- _TASK DIRECTIONS_
Only one stretch of the data below is needed. Output the lines from the one with "return Some(PathBuf::from(path));" up to and including the one with "let name = src.file_name().ok_or_else(||", exactly as they stand.

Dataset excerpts
= = = = =
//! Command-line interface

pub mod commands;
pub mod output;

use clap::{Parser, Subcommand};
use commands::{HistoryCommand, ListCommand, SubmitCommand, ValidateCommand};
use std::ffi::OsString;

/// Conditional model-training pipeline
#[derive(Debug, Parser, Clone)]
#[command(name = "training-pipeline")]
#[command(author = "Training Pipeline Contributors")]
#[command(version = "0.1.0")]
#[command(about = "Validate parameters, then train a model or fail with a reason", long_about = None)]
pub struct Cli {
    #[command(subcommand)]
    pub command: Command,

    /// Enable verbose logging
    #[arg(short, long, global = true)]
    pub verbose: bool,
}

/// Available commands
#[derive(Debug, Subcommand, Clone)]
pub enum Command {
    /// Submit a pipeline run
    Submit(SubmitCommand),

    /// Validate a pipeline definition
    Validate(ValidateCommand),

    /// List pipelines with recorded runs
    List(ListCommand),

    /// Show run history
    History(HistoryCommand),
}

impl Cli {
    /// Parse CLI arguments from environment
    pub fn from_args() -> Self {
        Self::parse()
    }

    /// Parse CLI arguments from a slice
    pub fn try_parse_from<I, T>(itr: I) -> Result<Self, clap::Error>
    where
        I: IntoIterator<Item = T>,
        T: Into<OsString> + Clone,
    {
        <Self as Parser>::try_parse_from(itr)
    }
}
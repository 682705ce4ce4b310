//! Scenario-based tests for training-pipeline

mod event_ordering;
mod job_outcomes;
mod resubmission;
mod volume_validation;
= = = = =
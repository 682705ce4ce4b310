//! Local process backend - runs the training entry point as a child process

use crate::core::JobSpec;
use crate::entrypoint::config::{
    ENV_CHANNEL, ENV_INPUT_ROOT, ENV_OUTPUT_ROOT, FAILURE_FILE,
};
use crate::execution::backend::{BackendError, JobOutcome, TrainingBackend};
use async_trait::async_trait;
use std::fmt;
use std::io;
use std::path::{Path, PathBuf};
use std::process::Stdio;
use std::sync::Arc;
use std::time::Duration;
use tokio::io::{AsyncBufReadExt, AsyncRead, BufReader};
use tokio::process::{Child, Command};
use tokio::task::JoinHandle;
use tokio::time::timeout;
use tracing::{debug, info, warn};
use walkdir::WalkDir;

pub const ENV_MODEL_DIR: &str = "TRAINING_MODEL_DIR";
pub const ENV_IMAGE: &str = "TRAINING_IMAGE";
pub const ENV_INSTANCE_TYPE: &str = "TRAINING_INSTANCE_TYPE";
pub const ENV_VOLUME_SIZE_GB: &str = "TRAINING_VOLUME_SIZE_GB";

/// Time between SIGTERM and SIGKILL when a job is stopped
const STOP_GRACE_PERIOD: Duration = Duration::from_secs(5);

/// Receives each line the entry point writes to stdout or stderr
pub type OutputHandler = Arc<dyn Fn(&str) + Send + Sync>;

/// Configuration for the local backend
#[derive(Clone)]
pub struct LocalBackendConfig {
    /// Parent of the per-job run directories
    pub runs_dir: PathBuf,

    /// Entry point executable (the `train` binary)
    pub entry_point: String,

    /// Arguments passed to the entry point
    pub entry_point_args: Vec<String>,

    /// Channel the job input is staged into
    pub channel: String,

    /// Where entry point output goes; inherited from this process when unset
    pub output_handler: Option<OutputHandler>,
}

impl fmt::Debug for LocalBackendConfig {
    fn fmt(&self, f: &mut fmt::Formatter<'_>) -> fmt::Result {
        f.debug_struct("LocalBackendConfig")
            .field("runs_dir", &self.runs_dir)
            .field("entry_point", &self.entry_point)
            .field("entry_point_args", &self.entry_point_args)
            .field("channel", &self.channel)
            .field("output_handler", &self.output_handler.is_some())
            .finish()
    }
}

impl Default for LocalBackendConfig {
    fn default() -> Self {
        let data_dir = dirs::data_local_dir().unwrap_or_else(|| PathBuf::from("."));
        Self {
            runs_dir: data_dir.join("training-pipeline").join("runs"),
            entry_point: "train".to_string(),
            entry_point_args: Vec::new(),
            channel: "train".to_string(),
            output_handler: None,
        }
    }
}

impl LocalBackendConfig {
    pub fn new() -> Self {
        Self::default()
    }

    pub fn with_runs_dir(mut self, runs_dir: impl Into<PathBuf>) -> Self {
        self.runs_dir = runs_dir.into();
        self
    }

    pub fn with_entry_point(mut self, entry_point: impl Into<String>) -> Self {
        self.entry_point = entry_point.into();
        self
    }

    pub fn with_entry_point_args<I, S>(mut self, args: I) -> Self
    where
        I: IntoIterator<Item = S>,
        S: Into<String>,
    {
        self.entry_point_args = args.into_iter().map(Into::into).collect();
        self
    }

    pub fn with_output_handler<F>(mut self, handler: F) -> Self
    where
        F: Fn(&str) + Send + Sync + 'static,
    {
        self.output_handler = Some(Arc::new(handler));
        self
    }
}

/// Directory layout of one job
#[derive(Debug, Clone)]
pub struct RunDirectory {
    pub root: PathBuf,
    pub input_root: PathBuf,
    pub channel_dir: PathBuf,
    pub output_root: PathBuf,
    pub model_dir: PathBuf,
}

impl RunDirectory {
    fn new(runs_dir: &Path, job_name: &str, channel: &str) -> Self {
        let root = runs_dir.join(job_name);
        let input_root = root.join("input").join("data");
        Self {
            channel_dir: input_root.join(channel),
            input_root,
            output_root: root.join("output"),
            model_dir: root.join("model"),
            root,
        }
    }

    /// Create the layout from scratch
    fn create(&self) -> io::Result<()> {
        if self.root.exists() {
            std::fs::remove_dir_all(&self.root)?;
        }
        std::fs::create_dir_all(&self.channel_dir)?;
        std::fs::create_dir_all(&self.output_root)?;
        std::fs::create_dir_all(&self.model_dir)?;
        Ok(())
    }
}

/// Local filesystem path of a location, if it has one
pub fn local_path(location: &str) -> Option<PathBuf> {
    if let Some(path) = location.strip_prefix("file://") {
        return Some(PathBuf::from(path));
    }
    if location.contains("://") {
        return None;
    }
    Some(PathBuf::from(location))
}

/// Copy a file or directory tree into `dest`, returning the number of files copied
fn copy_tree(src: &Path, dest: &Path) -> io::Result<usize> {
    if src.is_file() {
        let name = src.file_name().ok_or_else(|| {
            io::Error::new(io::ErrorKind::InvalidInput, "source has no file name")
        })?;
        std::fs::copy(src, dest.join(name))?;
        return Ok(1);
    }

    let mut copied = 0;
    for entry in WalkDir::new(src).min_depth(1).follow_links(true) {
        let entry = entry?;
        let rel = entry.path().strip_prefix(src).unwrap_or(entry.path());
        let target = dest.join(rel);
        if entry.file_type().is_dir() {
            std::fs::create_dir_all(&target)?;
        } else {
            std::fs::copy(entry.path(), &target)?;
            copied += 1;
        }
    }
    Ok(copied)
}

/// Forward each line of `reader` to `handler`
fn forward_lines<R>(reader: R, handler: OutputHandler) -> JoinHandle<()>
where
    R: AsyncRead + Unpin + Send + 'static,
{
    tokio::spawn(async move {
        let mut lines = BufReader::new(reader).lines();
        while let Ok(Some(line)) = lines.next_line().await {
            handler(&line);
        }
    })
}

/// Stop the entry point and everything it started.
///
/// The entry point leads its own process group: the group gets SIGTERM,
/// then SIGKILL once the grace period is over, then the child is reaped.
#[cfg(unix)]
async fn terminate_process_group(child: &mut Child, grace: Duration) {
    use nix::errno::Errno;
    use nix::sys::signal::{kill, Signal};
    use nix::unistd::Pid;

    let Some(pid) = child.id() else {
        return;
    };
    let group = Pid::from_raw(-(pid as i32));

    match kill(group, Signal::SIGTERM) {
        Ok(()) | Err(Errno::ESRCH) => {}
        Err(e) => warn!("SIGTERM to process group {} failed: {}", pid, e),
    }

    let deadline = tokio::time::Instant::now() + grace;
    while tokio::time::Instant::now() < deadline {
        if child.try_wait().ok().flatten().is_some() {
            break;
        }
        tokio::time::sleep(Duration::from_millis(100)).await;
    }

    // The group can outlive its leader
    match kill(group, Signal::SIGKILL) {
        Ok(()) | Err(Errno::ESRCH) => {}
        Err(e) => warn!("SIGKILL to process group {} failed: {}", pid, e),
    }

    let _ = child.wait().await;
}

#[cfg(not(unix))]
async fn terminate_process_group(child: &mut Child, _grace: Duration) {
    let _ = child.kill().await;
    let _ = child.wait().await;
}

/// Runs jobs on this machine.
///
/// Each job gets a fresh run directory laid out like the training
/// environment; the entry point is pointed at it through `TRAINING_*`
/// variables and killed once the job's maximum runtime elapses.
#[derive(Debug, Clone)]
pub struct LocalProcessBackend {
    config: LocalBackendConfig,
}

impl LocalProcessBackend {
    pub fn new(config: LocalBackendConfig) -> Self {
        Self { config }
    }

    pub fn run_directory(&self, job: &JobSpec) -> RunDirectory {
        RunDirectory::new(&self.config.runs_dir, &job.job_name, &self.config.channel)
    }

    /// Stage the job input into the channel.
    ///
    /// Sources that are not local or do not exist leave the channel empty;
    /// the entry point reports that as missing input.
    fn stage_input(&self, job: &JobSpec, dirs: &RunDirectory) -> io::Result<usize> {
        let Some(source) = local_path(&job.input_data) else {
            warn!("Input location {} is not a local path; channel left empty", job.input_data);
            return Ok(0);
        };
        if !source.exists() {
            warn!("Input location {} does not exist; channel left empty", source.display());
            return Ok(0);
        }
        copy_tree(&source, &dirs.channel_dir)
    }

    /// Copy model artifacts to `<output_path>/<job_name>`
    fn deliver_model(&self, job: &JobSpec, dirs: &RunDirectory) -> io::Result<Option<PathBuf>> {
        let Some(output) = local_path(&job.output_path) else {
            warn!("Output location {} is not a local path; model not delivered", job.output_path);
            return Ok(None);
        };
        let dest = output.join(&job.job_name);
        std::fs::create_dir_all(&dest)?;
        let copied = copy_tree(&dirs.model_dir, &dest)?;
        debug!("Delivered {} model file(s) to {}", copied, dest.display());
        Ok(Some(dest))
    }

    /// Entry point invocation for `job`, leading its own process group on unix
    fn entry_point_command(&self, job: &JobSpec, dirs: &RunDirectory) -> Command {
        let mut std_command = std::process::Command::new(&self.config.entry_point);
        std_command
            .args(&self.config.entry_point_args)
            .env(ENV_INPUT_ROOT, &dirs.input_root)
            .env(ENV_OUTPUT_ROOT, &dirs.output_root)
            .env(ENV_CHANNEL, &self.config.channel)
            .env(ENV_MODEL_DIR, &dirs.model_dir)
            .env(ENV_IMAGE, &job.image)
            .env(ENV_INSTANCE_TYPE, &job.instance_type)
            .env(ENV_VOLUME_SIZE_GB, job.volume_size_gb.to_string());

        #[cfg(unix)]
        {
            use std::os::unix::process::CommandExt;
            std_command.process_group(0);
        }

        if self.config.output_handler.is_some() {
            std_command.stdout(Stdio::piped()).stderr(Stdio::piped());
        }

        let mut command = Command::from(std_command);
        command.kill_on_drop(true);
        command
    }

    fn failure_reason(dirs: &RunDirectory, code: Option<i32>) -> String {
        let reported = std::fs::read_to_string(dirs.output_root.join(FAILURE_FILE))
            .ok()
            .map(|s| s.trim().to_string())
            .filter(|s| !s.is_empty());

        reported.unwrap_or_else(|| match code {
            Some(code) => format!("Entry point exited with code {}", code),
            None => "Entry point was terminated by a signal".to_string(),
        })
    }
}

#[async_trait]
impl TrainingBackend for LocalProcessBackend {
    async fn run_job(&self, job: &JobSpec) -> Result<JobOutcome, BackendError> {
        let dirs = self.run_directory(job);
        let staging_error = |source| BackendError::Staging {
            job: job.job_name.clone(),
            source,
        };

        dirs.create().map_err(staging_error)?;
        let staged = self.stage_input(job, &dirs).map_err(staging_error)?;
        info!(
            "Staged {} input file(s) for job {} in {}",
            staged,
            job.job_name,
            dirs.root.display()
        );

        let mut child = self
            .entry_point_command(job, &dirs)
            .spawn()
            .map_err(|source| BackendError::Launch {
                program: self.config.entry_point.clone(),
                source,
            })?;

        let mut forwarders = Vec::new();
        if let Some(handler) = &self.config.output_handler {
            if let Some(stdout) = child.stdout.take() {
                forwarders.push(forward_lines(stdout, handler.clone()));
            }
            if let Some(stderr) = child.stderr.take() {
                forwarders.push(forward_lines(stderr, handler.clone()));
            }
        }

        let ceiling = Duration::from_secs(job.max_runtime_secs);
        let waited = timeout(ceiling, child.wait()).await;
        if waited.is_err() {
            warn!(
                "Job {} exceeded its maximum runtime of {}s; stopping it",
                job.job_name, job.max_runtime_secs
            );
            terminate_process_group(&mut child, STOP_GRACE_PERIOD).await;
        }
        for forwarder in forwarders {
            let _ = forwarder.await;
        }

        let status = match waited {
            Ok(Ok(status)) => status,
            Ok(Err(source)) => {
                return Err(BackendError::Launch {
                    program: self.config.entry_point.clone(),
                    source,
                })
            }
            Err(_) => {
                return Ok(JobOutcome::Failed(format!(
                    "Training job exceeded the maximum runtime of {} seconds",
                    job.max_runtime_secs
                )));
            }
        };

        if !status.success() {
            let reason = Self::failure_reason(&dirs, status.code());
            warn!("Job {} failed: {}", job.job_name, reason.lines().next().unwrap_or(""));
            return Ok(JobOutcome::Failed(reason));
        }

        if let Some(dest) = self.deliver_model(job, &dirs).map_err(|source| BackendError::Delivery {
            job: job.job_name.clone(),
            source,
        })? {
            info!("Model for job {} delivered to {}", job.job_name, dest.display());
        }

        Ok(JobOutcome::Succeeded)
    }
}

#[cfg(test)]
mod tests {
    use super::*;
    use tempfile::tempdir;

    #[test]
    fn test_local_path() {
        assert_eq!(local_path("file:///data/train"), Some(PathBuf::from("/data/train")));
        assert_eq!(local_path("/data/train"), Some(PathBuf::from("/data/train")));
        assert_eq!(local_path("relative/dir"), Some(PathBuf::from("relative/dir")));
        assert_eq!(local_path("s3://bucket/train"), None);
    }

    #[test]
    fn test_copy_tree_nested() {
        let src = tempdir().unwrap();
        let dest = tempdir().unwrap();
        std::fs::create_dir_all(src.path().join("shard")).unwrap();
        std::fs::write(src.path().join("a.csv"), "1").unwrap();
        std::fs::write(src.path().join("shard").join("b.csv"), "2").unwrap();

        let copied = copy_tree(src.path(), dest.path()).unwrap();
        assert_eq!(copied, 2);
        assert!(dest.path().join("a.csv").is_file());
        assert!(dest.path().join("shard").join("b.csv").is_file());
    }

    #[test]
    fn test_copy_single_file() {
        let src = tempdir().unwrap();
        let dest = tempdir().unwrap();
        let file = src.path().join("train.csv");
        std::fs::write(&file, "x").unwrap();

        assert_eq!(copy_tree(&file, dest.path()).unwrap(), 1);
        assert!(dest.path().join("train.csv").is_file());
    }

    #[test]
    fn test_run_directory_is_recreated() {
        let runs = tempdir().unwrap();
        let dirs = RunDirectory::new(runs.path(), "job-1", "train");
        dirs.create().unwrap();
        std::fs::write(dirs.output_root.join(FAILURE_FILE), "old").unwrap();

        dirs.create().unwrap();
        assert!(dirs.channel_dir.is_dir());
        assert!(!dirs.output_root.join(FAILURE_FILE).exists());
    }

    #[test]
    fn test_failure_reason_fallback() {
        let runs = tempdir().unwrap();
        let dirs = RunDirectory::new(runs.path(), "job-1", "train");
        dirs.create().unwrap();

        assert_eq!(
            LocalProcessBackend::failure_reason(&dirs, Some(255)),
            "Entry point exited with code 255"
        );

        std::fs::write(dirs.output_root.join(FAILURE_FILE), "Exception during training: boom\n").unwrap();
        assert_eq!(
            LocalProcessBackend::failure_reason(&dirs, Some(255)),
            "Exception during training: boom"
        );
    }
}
= = = = =
- _WORKED SOLUTION_
        return Some(PathBuf::from(path));
    }
    if location.contains("://") {
        return None;
    }
    Some(PathBuf::from(location))
}

/// Copy a file or directory tree into `dest`, returning the number of files copied
fn copy_tree(src: &Path, dest: &Path) -> io::Result<usize> {
    if src.is_file() {
        let name = src.file_name().ok_or_else(|| {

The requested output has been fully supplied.